Disclaimer: I do not own the Teen Titans, DC Comics, or Warner Brothers.
Heroes Day is an event in the Teen Titans comic book where annually the members of the Teen Titans, Titans, and various other heroes gather at the Hall of Heroes on the Ground Floor of Titans Tower. The last one I remember seeing was right before the Blackest Night event. Given that it's the Teen Titans comic, the hall is crowded with statues, and also, sometimes, the heroes return (like Donna Troy, Wonder Girl, who has been dead a bunch of times.) Written in the Cartoon universe with some comic lore. Takes place pre-DCnU reboot, which took place on 8/31/11.
Warning: see genre
As with everyday these past months, as with other points of my life, I miss Richard. It is often my first thought upon awakening. As I arrived at the previous evening at my once and forever home, Titans Tower, being in the presence of the other three of the original five, Richard would be missed not matter what the circumstance would have been.
Cyborg, Raven and Beast Boy – or rather Vic, Rachel and Gar (Gar jokes that 'We are finally on a first named basis', whatever is meant by that) – spent a few awkward minutes, twenty-two to be precise, doing the catching up, until I did the retiring to get what I hoped would be the pleasant slorvaks.
Surprisingly they were.
"Ah, to sleep perchance to dream, ah there's the rub."
My memory always turns to moments like this. Poor Robin, I mean Richard. He did the ruing of the day, he would say, that we decided to doing the reading of Hamlet together. I offered that if I could kiss Shakespeare then I would understand. He laughed and then explained that Shakespeare had lived and died years and years before and not only was Hamlet written to be performed as a play (why does that matter?) but that the English language was so different back in Shakespeare's day.

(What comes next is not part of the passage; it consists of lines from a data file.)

//! Kubernetes client boundary for the sync strategies
//!
//! Reads map 404 to `Ok(None)` and deletes map 404 to `Ok(())`, so callers
//! never see not-found as an error.

use async_trait::async_trait;
use k8s_openapi::api::core::v1::{Endpoints, Service};
use k8s_openapi::api::discovery::v1::EndpointSlice;
use kube::api::{Api, DeleteParams, ListParams, Patch, PatchParams, PostParams};
use kube::{Client, ResourceExt};
use tracing::debug;

#[cfg(test)]
use mockall::automock;

use crate::error::is_not_found;
use crate::{Error, FIELD_MANAGER};

/// Trait abstracting the cluster operations the sync strategies need
///
/// Mocked in tests; [`KubeClientImpl`] talks to the real API server.
#[cfg_attr(test, automock)]
#[async_trait]
pub trait KubeClient: Send + Sync {
    /// Get an `Endpoints` record, `None` if it does not exist
    async fn get_endpoints(&self, namespace: &str, name: &str) -> Result<Option<Endpoints>, Error>;

    /// Replace an `Endpoints` record unconditionally
    ///
    /// Any resourceVersion on the object is ignored; the last writer wins.
    async fn replace_endpoints(&self, endpoints: &Endpoints) -> Result<(), Error>;

    /// Get a Service, `None` if it does not exist
    async fn get_service(&self, namespace: &str, name: &str) -> Result<Option<Service>, Error>;

    /// List EndpointSlices in a namespace matching a label selector
    async fn list_endpoint_slices(
        &self,
        namespace: &str,
        selector: &str,
    ) -> Result<Vec<EndpointSlice>, Error>;

    /// Server-side apply an EndpointSlice, owning only the fields it sets
    async fn apply_endpoint_slice(&self, slice: &EndpointSlice) -> Result<(), Error>;

    /// Delete an EndpointSlice; an already-deleted slice is success
    async fn delete_endpoint_slice(&self, namespace: &str, name: &str) -> Result<(), Error>;
}

/// Real Kubernetes client implementation
pub struct KubeClientImpl {
    client: Client,
}

impl KubeClientImpl {
    /// Create a new KubeClientImpl wrapping the given kube Client
    pub fn new(client: Client) -> Self {
        Self { client }
    }
}

fn namespace_of(obj: &impl ResourceExt) -> Result<String, Error> {
    obj.namespace()
        .ok_or_else(|| Error::validation(format!("{} has no namespace", obj.name_any())))
}

/// Server-side apply body for a slice
///
/// Serializing the typed object carries `apiVersion` and `kind`, which apply
/// requires. Server-owned metadata is stripped.
fn apply_body(slice: &EndpointSlice) -> Result<serde_json::Value, Error> {
    let mut body = slice.clone();
    body.metadata.managed_fields = None;
    body.metadata.resource_version = None;
    body.metadata.uid = None;
    body.metadata.creation_timestamp = None;
    serde_json::to_value(&body).map_err(|e| {
        Error::serialization(format!("endpoint slice {}: {}", slice.name_any(), e))
    })
}

#[async_trait]
impl KubeClient for KubeClientImpl {
    async fn get_endpoints(&self, namespace: &str, name: &str) -> Result<Option<Endpoints>, Error> {
        let api: Api<Endpoints> = Api::namespaced(self.client.clone(), namespace);
        Ok(api.get_opt(name).await?)
    }

    async fn replace_endpoints(&self, endpoints: &Endpoints) -> Result<(), Error> {
        let namespace = namespace_of(endpoints)?;
        let api: Api<Endpoints> = Api::namespaced(self.client.clone(), &namespace);

        let mut desired = endpoints.clone();
        desired.metadata.resource_version = None;
        api.replace(&endpoints.name_any(), &PostParams::default(), &desired)
            .await?;
        Ok(())
    }

    async fn get_service(&self, namespace: &str, name: &str) -> Result<Option<Service>, Error> {
        let api: Api<Service> = Api::namespaced(self.client.clone(), namespace);
        Ok(api.get_opt(name).await?)
    }

    async fn list_endpoint_slices(
        &self,
        namespace: &str,
        selector: &str,
    ) -> Result<Vec<EndpointSlice>, Error> {
        let api: Api<EndpointSlice> = Api::namespaced(self.client.clone(), namespace);
        let list = api.list(&ListParams::default().labels(selector)).await?;
        Ok(list.items)
    }

    async fn apply_endpoint_slice(&self, slice: &EndpointSlice) -> Result<(), Error> {
        let namespace = namespace_of(slice)?;
        let api: Api<EndpointSlice> = Api::namespaced(self.client.clone(), &namespace);

        let body = apply_body(slice)?;

        api.patch(
            &slice.name_any(),
            &PatchParams::apply(FIELD_MANAGER).force(),
            &Patch::Apply(&body),
        )
        .await?;
        Ok(())
    }

    async fn delete_endpoint_slice(&self, namespace: &str, name: &str) -> Result<(), Error> {
        let api: Api<EndpointSlice> = Api::namespaced(self.client.clone(), namespace);
        match api.delete(name, &DeleteParams::default()).await {
            Ok(_) => Ok(()),
            Err(e) if is_not_found(&e) => {
                debug!(namespace = %namespace, name = %name, "endpoint slice already gone");
                Ok(())
            }
            Err(e) => Err(e.into()),
        }
    }
}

English was confusing enough already... but that line, that one line, lead to a discussion of not dreams but what happens after death, because that was what the line meant I was told in 'the context'. We talked for hours about X'hal, the Heaven and the Hell, or if there was nothing at all awaiting us. Nothing after death? That is something assuredly untrue. Hmm, I wonder what Richard would say about that now. I guess that discussion will have to wait for the time being.
So here I am, on yet another Hero's Day. My thoughts must go onto paper; there is no one at the moment that truly does the getting of me, and I have been on Earth long enough to know that I do not want to talk to someone that would not care and risk the rejection. Earthlings can be so... detached, dispassionate; it would deplete my joy and energy to share with the wrong person. Not something I care to, nor really should risk at the moment.
I am Tamaranean, if I am unable to express my emotions in some way, I assuredly will die and find out what is after death first hand.
So I join my three friends and former teammates for the celebrations and commemorations of the day. We ate breakfast silently. I thanked X'hal there was no tofu and meat argument. I guess people do the growing up sometime.
When we arrived down on the ground floor, to the Grand Hall of Titans Tower, some other heroes were already there. Hero's Day came about to commemorate the 'fallen' Titans. Those honored are either on the team itself or an Honorary Titan. 'Fallen' is apparently a more palatable word for Earthlings than 'die' is. On Tamaran, to die in battle is most honorable, but on Earth such things are very different, as with so many other things.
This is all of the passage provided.